ELM

Content
- Description: eukaryotic linear motifs.

Contact
- Authors: Holger Dinkel Toby Gibson
- Primary citation: Dinkel & al. (2012)
- Release date: 2011

Access
- Website: elm.eu.org

= Eukaryotic Linear Motif resource =

The Eukaryotic Linear Motif (ELM) resource is a computational biology resource (developed at the European Molecular Biology Laboratory (EMBL)) for investigating short linear motifs (SLiMs) in eukaryotic proteins. It is currently the largest collection of linear motif classes with annotated and experimentally validated linear motif instances.

Linear motifs are specified as patterns using regular expression rules. These expressions are used in the ELM prediction pipeline which detects putative motif instances in protein sequences.
To improve the predictive power, context-based rules and logical filters are being developed and applied to reduce the number of false positives matches.
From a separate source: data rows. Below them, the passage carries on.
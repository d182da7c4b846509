use napi::Result as NapiResult;
use napi_derive::napi;
use serde::Deserialize;

use lendcast_core::debt::DebtTranche;
use lendcast_core::params::ModelParameters;
use lendcast_core::scenario::ScenarioShock;

/// Convert any Display error into a napi::Error.
fn to_napi_error(e: impl std::fmt::Display) -> napi::Error {
    napi::Error::from_reason(e.to_string())
}

// ---------------------------------------------------------------------------
// Calibration
// ---------------------------------------------------------------------------

#[napi]
pub fn calibrate(input_json: String) -> NapiResult<String> {
    let records: Vec<lendcast_core::calibrate::HistoricalYearRecord> =
        serde_json::from_str(&input_json).map_err(to_napi_error)?;
    let output =
        lendcast_core::calibrate::calibrate_assumptions(&records).map_err(to_napi_error)?;
    serde_json::to_string(&output).map_err(to_napi_error)
}

// ---------------------------------------------------------------------------
// Projection and stress
// ---------------------------------------------------------------------------

#[napi]
pub fn project_model(input_json: String) -> NapiResult<String> {
    let params: ModelParameters = serde_json::from_str(&input_json).map_err(to_napi_error)?;
    let output = lendcast_core::projector::project(&params).map_err(to_napi_error)?;
    serde_json::to_string(&output).map_err(to_napi_error)
}

#[derive(Deserialize)]
struct StressInput {
    params: ModelParameters,
    custom_shock: Option<ScenarioShock>,
}

#[napi]
pub fn apply_stress(input_json: String) -> NapiResult<String> {
    let input: StressInput = serde_json::from_str(&input_json).map_err(to_napi_error)?;
    let output =
        lendcast_core::scenario::run_stress_suite(&input.params, input.custom_shock.as_ref())
            .map_err(to_napi_error)?;
    serde_json::to_string(&output).map_err(to_napi_error)
}

// ---------------------------------------------------------------------------
// Debt
// ---------------------------------------------------------------------------

#[derive(Deserialize)]
struct BlendInput {
    tranches: Vec<DebtTranche>,
    horizon_years: u32,
}

#[napi]
pub fn blend_tranches(input_json: String) -> NapiResult<String> {
    let input: BlendInput = serde_json::from_str(&input_json).map_err(to_napi_error)?;
    let output = lendcast_core::debt::blend_tranches(&input.tranches, input.horizon_years)
        .map_err(to_napi_error)?;
    serde_json::to_string(&output).map_err(to_napi_error)
}

// ---------------------------------------------------------------------------
// Covenants
// ---------------------------------------------------------------------------

#[napi]
pub fn covenant_schedule(input_json: String) -> NapiResult<String> {
    let params: ModelParameters = serde_json::from_str(&input_json).map_err(to_napi_error)?;
    let output = lendcast_core::projector::project(&params).map_err(to_napi_error)?;
    let rows = lendcast_core::covenants::compliance_schedule(&output.result, &params.covenants);
    serde_json::to_string(&rows).map_err(to_napi_error)
}

// ---------------------------------------------------------------------------
// Solver
// ---------------------------------------------------------------------------

#[derive(Deserialize)]
struct FlowsInput {
    cash_flows: Vec<rust_decimal::Decimal>,
}

#[napi]
pub fn solve_irr(input_json: String) -> NapiResult<String> {
    let input: FlowsInput = serde_json::from_str(&input_json).map_err(to_napi_error)?;
    let irr = lendcast_core::solver::irr(&input.cash_flows).map_err(to_napi_error)?;
    serde_json::to_string(&irr).map_err(to_napi_error)
}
As of 2010 ELM contained 146 different motifs that annotate more than 1300 experimentally determined instances within proteins. The current version of the ELM server provides filtering by cell compartment, phylogeny, globular domain clash (using the SMART/Pfam databases) and structure. In addition, both the known ELM instances and any positionally conserved matches in sequences similar to ELM instance sequences are identified and displayed.